Dans un travail qui fait référence à la cohabitation et au toucher physique, le réalisateur a souligné l’importance de cette «réponse et résistance».

« Un lieu d’utopie et d’affirmation que nous n’existons en tant qu’individus qu’en relation avec les autres », a-t-il déclaré.

«Carta» est une «nouvelle étape et une conséquence» du travail entamé en 2014 et qui s’est concrétisé en 2017 dans «Essai pour une cartographie».

Dans ce spectacle, 20 femmes ont dansé nues sur scène au son du «Boléro», de Ravel, comme pour construire un chemin commun ou une maison.

Une œuvre qui, comme le disait alors le réalisateur de Lusa, concernait «la durée dans le temps».

Sur ce chemin qu’elles ont parcouru ensemble pendant sept ans, les actrices construisent un lieu d’appartenance.

«Comme quelqu’un qui dépasse les limites de l’imperfection dans la recherche de l’absolu et du transcendant», disait à l’époque Mónica Calle.

«Carta» est la dernière étape d’une œuvre initiée par Mónica Calle des «Sept péchés capitaux» de Bertolt Brecht.

Un spectacle qui, pour le réalisateur, c’est aussi «la construction d’une famille, la recherche d’un ‘recâblage’, par l’erreur, l’échec, l’insécurité, l’inévitabilité de l’imperfection, la fragilité et la transformation du corps, mais force, exigence et rigueur ».

Un spectacle avec lequel Mónica Calle a toujours voulu «célébrer la vie».

«Comment continuez-vous?
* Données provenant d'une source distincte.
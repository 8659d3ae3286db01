//! Bot layer: teloxide wiring around the order workflow.
//!
//! - `message_handler`: text, contact and location messages
//! - `callback_handler`: inline keyboard callback queries
//! - `ui_builder`: turns menu selections into keyboards

pub mod callback_handler;
pub mod message_handler;
pub mod ui_builder;

pub use callback_handler::callback_handler;
pub use message_handler::message_handler;

use anyhow::Result;
use teloxide::prelude::*;
use tracing::warn;

use crate::cache::InMemoryPreferenceCache;
use crate::config::Config;
use crate::db::Database;
use crate::dialogue::StoreDialogue;
use crate::localization::LocalizationManager;
use crate::workflow::{Step, Workflow};

/// Shared application state injected into every handler.
pub struct AppContext {
    pub db: Database,
    pub locales: LocalizationManager,
    pub prefs: InMemoryPreferenceCache,
    pub config: Config,
}

impl AppContext {
    /// A workflow view over this context.
    pub fn workflow(&self) -> Workflow<'_> {
        Workflow::new(
            &self.db,
            &self.locales,
            &self.prefs,
            self.config.fallback_language,
        )
    }
}

/// Deliver a workflow step: send the replies, notify the operator channel
/// best-effort, then persist the next stage.
pub(crate) async fn deliver_step(
    bot: &Bot,
    chat_id: ChatId,
    ctx: &AppContext,
    step: Step,
    dialogue: &StoreDialogue,
) -> Result<()> {
    for reply in &step.replies {
        let mut request = bot.send_message(chat_id, reply.text.as_str());
        if let Some(menu) = &reply.menu {
            request = request.reply_markup(ui_builder::reply_markup(menu, step.lang, &ctx.locales));
        }
        request.await?;
    }

    if let Some(note) = &step.operator_note {
        // The customer acknowledgement never waits on operator delivery.
        if let Err(e) = bot
            .send_message(ChatId(ctx.config.operator_chat_id), note.as_str())
            .await
        {
            warn!(error = %e, "Failed to deliver order summary to operator channel");
        }
    }

    dialogue.update(step.next).await?;
    Ok(())
}
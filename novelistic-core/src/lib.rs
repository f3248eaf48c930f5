//! Novelistic Core Library
//!
//! This crate converts novels, stored as ordered episodes of HTML with
//! inline data-URI images, to EPUB 3 archives and back. Export extracts and
//! decodes the images, sanitizes each chapter and assembles the archive;
//! import reads the package document and spine and inlines the images again.

pub mod decoder;
pub mod encoder;
pub mod error;
pub mod html;
pub mod library;
pub mod storage;
pub mod types;

pub use decoder::{check_archive, CheckIssue, CheckReport, EpubDecoder, ImportedBook};
pub use encoder::{generate_epub, generate_epub_with, suggested_file_name, EpubFile, ExportOptions};
pub use error::{
    ConversionError, FormatError, ImageError, NovelisticError, Result, StorageError, ValidationError,
};
pub use library::{
    download_novel, export_novel, upload_novel, upload_novel_file, validate_file_name,
    ImportedNovel, SavedEpub,
};
pub use storage::{JsonFileStore, MemoryStore, NovelStore, StorageResult};
pub use types::{Episode, EpisodeId, ImageIssue, Novel, NovelId};
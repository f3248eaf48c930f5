//! EPUB 3 navigation document and EPUB 2 NCX

use super::epub::PublicationContext;
use super::ChapterEntry;
use crate::types::Novel;
use quick_xml::escape::escape;

/// Generate `nav.xhtml`: one list entry per chapter in spine order
pub(crate) fn nav_xhtml(novel: &Novel, chapters: &[ChapterEntry], language: &str) -> String {
    let mut entries = String::new();
    for chapter in chapters {
        entries.push_str(&format!(
            "            <li><a href=\"{}\">{}</a></li>\n",
            chapter.href,
            escape(chapter.title.as_str())
        ));
    }
    let language = escape(language);

    format!(
        r#"<?xml version="1.0" encoding="UTF-8"?>
<!DOCTYPE html>
<html xmlns="http://www.w3.org/1999/xhtml" xmlns:epub="http://www.idpf.org/2007/ops" lang="{language}" xml:lang="{language}">
<head>
    <meta charset="UTF-8"/>
    <title>{title} - Table of Contents</title>
    <link rel="stylesheet" type="text/css" href="style.css"/>
</head>
<body>
    <nav id="toc" epub:type="toc">
        <h1>Table of Contents</h1>
        <ol>
{entries}        </ol>
    </nav>
</body>
</html>"#,
        title = escape(novel.title.as_str()),
    )
}

/// Generate `toc.ncx`; `playOrder` runs from 1 in spine order
pub(crate) fn toc_ncx(novel: &Novel, chapters: &[ChapterEntry], context: &PublicationContext) -> String {
    let mut nav_points = String::new();
    for (index, chapter) in chapters.iter().enumerate() {
        nav_points.push_str(&format!(
            r#"        <navPoint id="{id}" playOrder="{play_order}">
            <navLabel>
                <text>{label}</text>
            </navLabel>
            <content src="{href}"/>
        </navPoint>
"#,
            id = chapter.id,
            play_order = index + 1,
            label = escape(chapter.title.as_str()),
            href = chapter.href,
        ));
    }

    format!(
        r#"<?xml version="1.0" encoding="UTF-8"?>
<!DOCTYPE ncx PUBLIC "-//NISO//DTD ncx 2005-1//EN" "http://www.daisy.org/z3986/2005/ncx-2005-1.dtd">
<ncx xmlns="http://www.daisy.org/z3986/2005/ncx/" version="2005-1">
    <head>
        <meta name="dtb:uid" content="urn:uuid:{identifier}"/>
        <meta name="dtb:depth" content="1"/>
        <meta name="dtb:totalPageCount" content="0"/>
        <meta name="dtb:maxPageNumber" content="0"/>
    </head>
    <docTitle>
        <text>{title}</text>
    </docTitle>
    <navMap>
{nav_points}    </navMap>
</ncx>"#,
        identifier = context.identifier,
        title = escape(novel.title.as_str()),
    )
}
Comment résister et comment surmonter, individuellement et collectivement? Et comment, dans ce processus, est-il possible de sauver la joie, le plaisir? » ce sont des questions soulevées par Mónica Calle dans ce processus de travail auquel les actrices se joignent désormais à douze musiciens professionnels.

Réalisé par Mónica Calle, «Carta» est interprété par Ana Água, Ângela Flores Baltazar, Beatriz Almeida, Berta Vidal, Brígida Sousa, Bruna de Moura, Carolina Varela, Cire Ndiaye, Cleo Tavares, Eufrosina Makengo, Inês Pereira, Inês Vaz, Joana Campelo, Joana Santos, Joana de Verona, Kristina Van de Sand, Lucília Raimundo, Madalena Rato, Mafalda Jara, Mafalda Tuna, Maria da Rocha, Maria Inês Roque, Mariana Correia, Mariana Sardinha, Marta Félix, Miu Lapin, Mónica Calle, Mónica Garnel, Roxana Ionesco, Sara Miguel, Sílvia Barbeiro, Sofia Dinger, Sofia Duarte Carvalho, Sofia Miguel Castro, Sofia Santos Silva et Sofia Vitória.

La direction musicale est assurée par Martim Sousa Tavares, la conception lumineuse de José Álvaro Correia et José Miguel Vitorino assiste à la mise en scène.

«Carta» est produit par Casa Conveniente / Zona Vigia en collaboration avec le Théâtre National D. Maria II.

Avec sa première prévue pour jeudi – la pièce sera créée mardi et se répétera mercredi, à 19 heures, en raison de la possibilité d’un nouvel enfermement -, la pièce sera sur scène du jeudi au 24 janvier, avec des spectacles à partir de mercredi. – le samedi à 19h00 et le dimanche à 16h00.

CP // TDI

La «Carta» ou «un lieu d’utopie» de Mónica Calle au Teatro Nacional D. Maria II apparaît d’abord dans Visão.